◆ **EXTRACTED ENTRIES**
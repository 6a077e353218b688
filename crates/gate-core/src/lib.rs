//! Core types, configuration, and utilities for the voicegate workspace.

mod config;
mod error;
mod logging;
mod paths;

pub use config::{Config, DEFAULT_LOG_LEVEL, DEFAULT_TOKEN_ENDPOINT};
pub use error::{CoreError, CoreResult};
pub use logging::init_logging;
pub use paths::Paths;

◆ **WHAT YOU SHOULD DO**
Whatever appears in the lines above should be copied exactly.

◆ **TASK RESULT**
repository 6a077e353218b688
filename crates/gate-core/src/lib.rs
//! Core types, configuration, and utilities for the voicegate workspace.

mod config;
mod error;
mod logging;
mod paths;

pub use config::{Config, DEFAULT_LOG_LEVEL, DEFAULT_TOKEN_ENDPOINT};
pub use error::{CoreError, CoreResult};
pub use logging::init_logging;
pub use paths::Paths;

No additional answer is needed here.